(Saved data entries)
====
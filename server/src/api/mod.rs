//! API Route Modules
//!
//! - [`health`] - liveness probe
//! - [`plans`] - subscription plan catalog (read-only)
//! - [`delivery_slots`] - entitlement-filtered slot availability
//! - [`memberships`] - membership creation and lifecycle transitions
//! - [`loyalty`] - loyalty account snapshot
//! - [`orders`] - order submission, lookup and cancellation
//! - [`preparation_tasks`] - kitchen task progression

pub mod delivery_slots;
pub mod health;
pub mod loyalty;
pub mod memberships;
pub mod orders;
pub mod plans;
pub mod preparation_tasks;

use axum::Router;
use tower_http::{
    compression::CompressionLayer,
    cors::CorsLayer,
    request_id::{MakeRequestUuid, PropagateRequestIdLayer, SetRequestIdLayer},
    trace::TraceLayer,
};

use crate::core::ServerState;

pub use crate::utils::{AppResponse, AppResult};

/// All routes, without middleware. Used directly by tests.
pub fn build_router() -> Router<ServerState> {
    Router::new()
        .merge(health::router())
        .merge(plans::router())
        .merge(delivery_slots::router())
        .merge(memberships::router())
        .merge(loyalty::router())
        .merge(orders::router())
        .merge(preparation_tasks::router())
}

/// Routes plus the middleware stack the server runs with.
pub fn build_app() -> Router<ServerState> {
    build_router()
        .layer(PropagateRequestIdLayer::x_request_id())
        .layer(TraceLayer::new_for_http())
        .layer(CompressionLayer::new())
        .layer(CorsLayer::permissive())
        .layer(SetRequestIdLayer::x_request_id(MakeRequestUuid))
}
====
If a line in the entries includes the word "middleware", copy that line out.

/// All routes, without middleware. Used directly by tests.
/// Routes plus the middleware stack the server runs with.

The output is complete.